//! Component showcase: the `/components` section and its widgets.

use std::time::Duration;

use leptos::prelude::*;
use leptos_meta::Title;
use leptos_router::components::Outlet;
use mxnan_core::html::plain_code_block;

use crate::{article::CodeBlock, sidebar::ComponentSidebar};

const BOUNCE_DURATION: Duration = Duration::from_millis(600);

const SHIMMER_SNIPPET: &str = r#"view! {
  <ShimmerButton>"Get started"</ShimmerButton>
}"#;

const BOUNCE_BUTTON_SNIPPET: &str = r#"view! {
  <BounceButton>"Click me"</BounceButton>
}"#;

const BOUNCE_LOADER_SNIPPET: &str = r#"view! {
  <BounceLoader dots=3 />
}"#;

/// Sidebar plus the selected showcase page.
#[component]
pub fn ComponentsLayout() -> impl IntoView {
    view! {
      <div class="components-layout grid grid-cols-[10rem_1fr] md:grid-cols-[16rem_1fr] min-h-screen pt-20">
        <ComponentSidebar />
        <section class="components-content px-6 py-8">
          <Outlet />
        </section>
      </div>
    }
}

#[component]
fn ShowcasePage(
    title: &'static str,
    description: &'static str,
    code_id: &'static str,
    code: &'static str,
    children: Children,
) -> impl IntoView {
    view! {
      <Title text=title />
      <h1 class="text-3xl font-bold mb-2">{title}</h1>
      <p class="text-gray-500 mb-8">{description}</p>
      <div class="preview flex items-center justify-center rounded-lg border p-12 mb-8">
        {children()}
      </div>
      <h2 class="text-xl font-semibold mb-2">"Usage"</h2>
      <CodeBlock id=code_id lang=Some("rust".to_string()) html=plain_code_block(code, Some("rust")) />
    }
}

#[component]
pub fn ComponentsIntroPage() -> impl IntoView {
    view! {
      <Title text="Components" />
      <h1 class="text-3xl font-bold mb-4">"Introduction"</h1>
      <p class="mb-4">
        "A small collection of animated widgets built with Leptos and Tailwind. "
        "Pick one from the sidebar to see it live along with its usage."
      </p>
      <p>"Every snippet has a copy button; the playground lets you try them together."</p>
    }
}

#[component]
pub fn PlaygroundPage() -> impl IntoView {
    let label = RwSignal::new("Hello".to_string());
    let dots = RwSignal::new(3_usize);

    view! {
      <Title text="Playground" />
      <h1 class="text-3xl font-bold mb-6">"Playground"</h1>
      <div class="controls flex flex-wrap gap-6 mb-8">
        <label class="flex flex-col gap-1 text-sm">
          "Label"
          <input type="text" class="rounded border px-2 py-1" bind:value=label />
        </label>
        <label class="flex flex-col gap-1 text-sm">
          "Loader dots"
          <input
            type="range"
            min="1"
            max="6"
            prop:value=move || dots.get().to_string()
            on:input=move |ev| {
              if let Ok(n) = event_target_value(&ev).parse() {
                dots.set(n);
              }
            }
          />
        </label>
      </div>
      <div class="preview flex flex-wrap items-center justify-center gap-8 rounded-lg border p-12">
        <ShimmerButton>{move || label.get()}</ShimmerButton>
        <BounceButton>{move || label.get()}</BounceButton>
        {move || view! { <BounceLoader dots=dots.get() /> }}
      </div>
    }
}

#[component]
pub fn ShimmerButtonPage() -> impl IntoView {
    view! {
      <ShowcasePage
        title="Shimmer Button"
        description="A button with a light sweep running across it."
        code_id="shimmer-button-code"
        code=SHIMMER_SNIPPET
      >
        <ShimmerButton>"Get started"</ShimmerButton>
      </ShowcasePage>
    }
}

#[component]
pub fn BounceButtonPage() -> impl IntoView {
    view! {
      <ShowcasePage
        title="Bounce Button"
        description="A button that bounces when pressed."
        code_id="bounce-button-code"
        code=BOUNCE_BUTTON_SNIPPET
      >
        <BounceButton>"Click me"</BounceButton>
      </ShowcasePage>
    }
}

#[component]
pub fn BounceLoaderPage() -> impl IntoView {
    view! {
      <ShowcasePage
        title="Bounce Loader"
        description="Dots bouncing one after another."
        code_id="bounce-loader-code"
        code=BOUNCE_LOADER_SNIPPET
      >
        <BounceLoader />
      </ShowcasePage>
    }
}

#[component]
pub fn ShimmerButton(children: Children) -> impl IntoView {
    view! {
      <button
        type="button"
        class="shimmer-button relative overflow-hidden rounded-lg px-6 py-3 font-medium bg-neutral-900 text-white"
      >
        <span class="shimmer absolute inset-0" aria-hidden="true"></span>
        <span class="relative">{children()}</span>
      </button>
    }
}

#[component]
pub fn BounceButton(children: Children) -> impl IntoView {
    let bouncing = RwSignal::new(false);

    let on_click = move |_| {
        bouncing.set(true);
        set_timeout(move || bouncing.set(false), BOUNCE_DURATION);
    };

    view! {
      <button
        type="button"
        class="bounce-button rounded-lg px-6 py-3 font-medium border"
        class:animate-bounce=move || bouncing.get()
        on:click=on_click
      >
        {children()}
      </button>
    }
}

/// Row of dots bouncing with staggered delays.
#[component]
pub fn BounceLoader(#[prop(default = 3)] dots: usize) -> impl IntoView {
    view! {
      <div class="bounce-loader flex gap-2" role="status" aria-label="Loading">
        {(0..dots)
          .map(|i| {
            let style = format!("animation-delay: {}ms", i * 150);
            view! { <span class="dot w-3 h-3 rounded-full bg-current animate-bounce" style=style></span> }
          })
          .collect_view()}
      </div>
    }
}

::::

◆ **What this task involves**:
The records need to be copied exactly, with no line left out.

◆ **Your solution**:
//! Component showcase: the `/components` section and its widgets.

use std::time::Duration;

use leptos::prelude::*;
use leptos_meta::Title;
use leptos_router::components::Outlet;
use mxnan_core::html::plain_code_block;

use crate::{article::CodeBlock, sidebar::ComponentSidebar};

const BOUNCE_DURATION: Duration = Duration::from_millis(600);

const SHIMMER_SNIPPET: &str = r#"view! {
  <ShimmerButton>"Get started"</ShimmerButton>
}"#;

const BOUNCE_BUTTON_SNIPPET: &str = r#"view! {
  <BounceButton>"Click me"</BounceButton>
}"#;

const BOUNCE_LOADER_SNIPPET: &str = r#"view! {
  <BounceLoader dots=3 />
}"#;

/// Sidebar plus the selected showcase page.
#[component]
pub fn ComponentsLayout() -> impl IntoView {
    view! {
      <div class="components-layout grid grid-cols-[10rem_1fr] md:grid-cols-[16rem_1fr] min-h-screen pt-20">
        <ComponentSidebar />
        <section class="components-content px-6 py-8">
          <Outlet />
        </section>
      </div>
    }
}

#[component]
fn ShowcasePage(
    title: &'static str,
    description: &'static str,
    code_id: &'static str,
    code: &'static str,
    children: Children,
) -> impl IntoView {
    view! {
      <Title text=title />
      <h1 class="text-3xl font-bold mb-2">{title}</h1>
      <p class="text-gray-500 mb-8">{description}</p>
      <div class="preview flex items-center justify-center rounded-lg border p-12 mb-8">
        {children()}
      </div>
      <h2 class="text-xl font-semibold mb-2">"Usage"</h2>
      <CodeBlock id=code_id lang=Some("rust".to_string()) html=plain_code_block(code, Some("rust")) />
    }
}

#[component]
pub fn ComponentsIntroPage() -> impl IntoView {
    view! {
      <Title text="Components" />
      <h1 class="text-3xl font-bold mb-4">"Introduction"</h1>
      <p class="mb-4">
        "A small collection of animated widgets built with Leptos and Tailwind. "
        "Pick one from the sidebar to see it live along with its usage."
      </p>
      <p>"Every snippet has a copy button; the playground lets you try them together."</p>
    }
}

#[component]
pub fn PlaygroundPage() -> impl IntoView {
    let label = RwSignal::new("Hello".to_string());
    let dots = RwSignal::new(3_usize);

    view! {
      <Title text="Playground" />
      <h1 class="text-3xl font-bold mb-6">"Playground"</h1>
      <div class="controls flex flex-wrap gap-6 mb-8">
        <label class="flex flex-col gap-1 text-sm">
          "Label"
          <input type="text" class="rounded border px-2 py-1" bind:value=label />
        </label>
        <label class="flex flex-col gap-1 text-sm">
          "Loader dots"
          <input
            type="range"
            min="1"
            max="6"
            prop:value=move || dots.get().to_string()
            on:input=move |ev| {
              if let Ok(n) = event_target_value(&ev).parse() {
                dots.set(n);
              }
            }
          />
        </label>
      </div>
      <div class="preview flex flex-wrap items-center justify-center gap-8 rounded-lg border p-12">
        <ShimmerButton>{move || label.get()}</ShimmerButton>
        <BounceButton>{move || label.get()}</BounceButton>
        {move || view! { <BounceLoader dots=dots.get() /> }}
      </div>
    }
}

#[component]
pub fn ShimmerButtonPage() -> impl IntoView {
    view! {
      <ShowcasePage
        title="Shimmer Button"
        description="A button with a light sweep running across it."
        code_id="shimmer-button-code"
        code=SHIMMER_SNIPPET
      >
        <ShimmerButton>"Get started"</ShimmerButton>
      </ShowcasePage>
    }
}

#[component]
pub fn BounceButtonPage() -> impl IntoView {
    view! {
      <ShowcasePage
        title="Bounce Button"
        description="A button that bounces when pressed."
        code_id="bounce-button-code"
        code=BOUNCE_BUTTON_SNIPPET
      >
        <BounceButton>"Click me"</BounceButton>
      </ShowcasePage>
    }
}

#[component]
pub fn BounceLoaderPage() -> impl IntoView {
    view! {
      <ShowcasePage
        title="Bounce Loader"
        description="Dots bouncing one after another."
        code_id="bounce-loader-code"
        code=BOUNCE_LOADER_SNIPPET
      >
        <BounceLoader />
      </ShowcasePage>
    }
}

#[component]
pub fn ShimmerButton(children: Children) -> impl IntoView {
    view! {
      <button
        type="button"
        class="shimmer-button relative overflow-hidden rounded-lg px-6 py-3 font-medium bg-neutral-900 text-white"
      >
        <span class="shimmer absolute inset-0" aria-hidden="true"></span>
        <span class="relative">{children()}</span>
      </button>
    }
}

#[component]
pub fn BounceButton(children: Children) -> impl IntoView {
    let bouncing = RwSignal::new(false);

    let on_click = move |_| {
        bouncing.set(true);
        set_timeout(move || bouncing.set(false), BOUNCE_DURATION);
    };

    view! {
      <button
        type="button"
        class="bounce-button rounded-lg px-6 py-3 font-medium border"
        class:animate-bounce=move || bouncing.get()
        on:click=on_click
      >
        {children()}
      </button>
    }
}

/// Row of dots bouncing with staggered delays.
#[component]
pub fn BounceLoader(#[prop(default = 3)] dots: usize) -> impl IntoView {
    view! {
      <div class="bounce-loader flex gap-2" role="status" aria-label="Loading">
        {(0..dots)
          .map(|i| {
            let style = format!("animation-delay: {}ms", i * 150);
            view! { <span class="dot w-3 h-3 rounded-full bg-current animate-bounce" style=style></span> }
          })
          .collect_view()}
      </div>
    }
}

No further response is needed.